Sarepta Therapeutics said Tuesday that it will pay Arrowhead Pharmaceuticals $500 million in cash for a series of experimental RNA-based drugs to treat rare diseases in the muscles, nervous system, and lungs.
In addition to the upfront payment, Sarepta will also make a $325 million investment in Arrowhead, pay out $50 million a year for the next five years, and promise $300 million in “near-term’’ milestone payments related to clinical trial enrollment. Arrowhead could also receive royalties and other milestone payments collectively worth up to $10 billion, although most of those are contingent on sales.
The deal represents the first significant investment Cambridge-based Sarepta has made to expand its pipeline in years.
The much-debated approval of Elevidys, its gene therapy for Duchenne muscular dystrophy, already appears to be a windfall for the company, bringing in $181 million in the third quarter. Those revenues, while expected to rise, won’t last forever. Other Duchenne gene therapies are in trials. And because these are one-time therapies, the eligible patient population — and market — shrinks with each person treated.
Sarepta has gene therapies for other forms of muscular dystrophy in development, but those diseases are quite rare. And earlier this month, the company axed a next-generation pipeline of its own RNA drugs amid safety concerns.
With the Arrowhead collaboration, Sarepta is buying into a lucrative, fast-moving race to develop RNA drugs that can get to previously hard-to-reach tissues.
Sarepta built its business in large part on developing RNA-based medicines to knock down certain regions of genes, with Duchenne drugs such as Exondys. But these medicines only reached muscle cells at very low levels, stoking debate about their effectiveness.
Since then, a series of startups have launched with new technologies for gluing RNA to new types of tissue-specific delivery vehicles.
Four of California-based Arrowhead’s programs are already in trials. One therapy is meant to reduce expression of a gene that drives Facioscapulohumeral muscular dystrophy, or FSHD, a relatively common, generally adult-onset form of muscular dystrophy.

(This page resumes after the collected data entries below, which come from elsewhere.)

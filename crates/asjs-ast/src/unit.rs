//! Compilation units and qualified names.

use std::path::PathBuf;

use crate::node::{ClassNode, InterfaceNode};

/// A dotted qualified name: `behaviors.EchoBehavior`.
#[derive(Debug, Clone, PartialEq, Eq, Hash)]
pub struct QualifiedName(String);

impl QualifiedName {
    pub fn new(name: impl Into<String>) -> Self {
        Self(name.into())
    }

    pub fn as_str(&self) -> &str {
        &self.0
    }

    /// The package portion, empty for top-level types.
    pub fn package(&self) -> &str {
        match self.0.rfind('.') {
            Some(dot) => &self.0[..dot],
            None => "",
        }
    }

    /// The unqualified type name.
    pub fn local_name(&self) -> &str {
        match self.0.rfind('.') {
            Some(dot) => &self.0[dot + 1..],
            None => &self.0,
        }
    }

    pub fn starts_with(&self, prefix: &str) -> bool {
        self.0.starts_with(prefix)
    }

    /// Output path relative to the base path: dots become path separators,
    /// plus the target extension.
    pub fn to_output_path(&self, extension: &str) -> PathBuf {
        let mut path: PathBuf = self.0.split('.').collect();
        path.set_extension(extension);
        path
    }
}

impl std::fmt::Display for QualifiedName {
    fn fmt(&self, f: &mut std::fmt::Formatter<'_>) -> std::fmt::Result {
        f.write_str(&self.0)
    }
}

/// The single top-level type a unit owns.
#[derive(Debug, Clone, PartialEq)]
pub enum TypeNode {
    Class(ClassNode),
    Interface(InterfaceNode),
}

impl TypeNode {
    pub fn name(&self) -> &str {
        match self {
            TypeNode::Class(class) => &class.name,
            TypeNode::Interface(interface) => &interface.name,
        }
    }
}

/// One logical source file after parsing and resolution.
///
/// Units arrive as an ordered collection; that order is preserved through
/// emission and determines concatenation order in bundle mode.
#[derive(Debug, Clone, PartialEq)]
pub struct CompilationUnit {
    pub qualified_name: QualifiedName,
    pub source_file: String,
    pub type_node: TypeNode,
}

impl CompilationUnit {
    pub fn new(qualified_name: impl Into<String>, type_node: TypeNode) -> Self {
        let qualified_name = QualifiedName::new(qualified_name);
        Self {
            source_file: format!("{}.as", qualified_name.local_name()),
            qualified_name,
            type_node,
        }
    }
}

#[cfg(test)]
mod tests {
    use super::*;

    #[test]
    fn qualified_name_splits_package_and_local() {
        let name = QualifiedName::new("behaviors.EchoBehavior");
        assert_eq!(name.package(), "behaviors");
        assert_eq!(name.local_name(), "EchoBehavior");

        let top = QualifiedName::new("Main");
        assert_eq!(top.package(), "");
        assert_eq!(top.local_name(), "Main");
    }

    #[test]
    fn output_path_replaces_dots() {
        let name = QualifiedName::new("a.b.Foo");
        assert_eq!(name.to_output_path("js"), PathBuf::from("a/b/Foo.js"));
    }

    #[test]
    fn unit_defaults_source_file_from_local_name() {
        let unit = CompilationUnit::new(
            "mediators.LabsMediator",
            TypeNode::Class(ClassNode::new("LabsMediator")),
        );
        assert_eq!(unit.source_file, "LabsMediator.as");
    }
}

Sarepta and Arrowhead will also target a disease called myotonic dystrophy, a condition also being pursued by Vertex, Avidity, and Dyne Therapeutics.
There is also a clinical-stage program for idiopathic pulmonary fibrosis, a rare form of lung scarring, and for a form of Spinocerebellar ataxia, a brain disorder. Preclinical programs include two other forms of Spinocerebellar ataxia disorders and Huntington’s disease.
Arrowhead said it is on track to receive all of its clinical-trial enrollment-based milestones in the next year.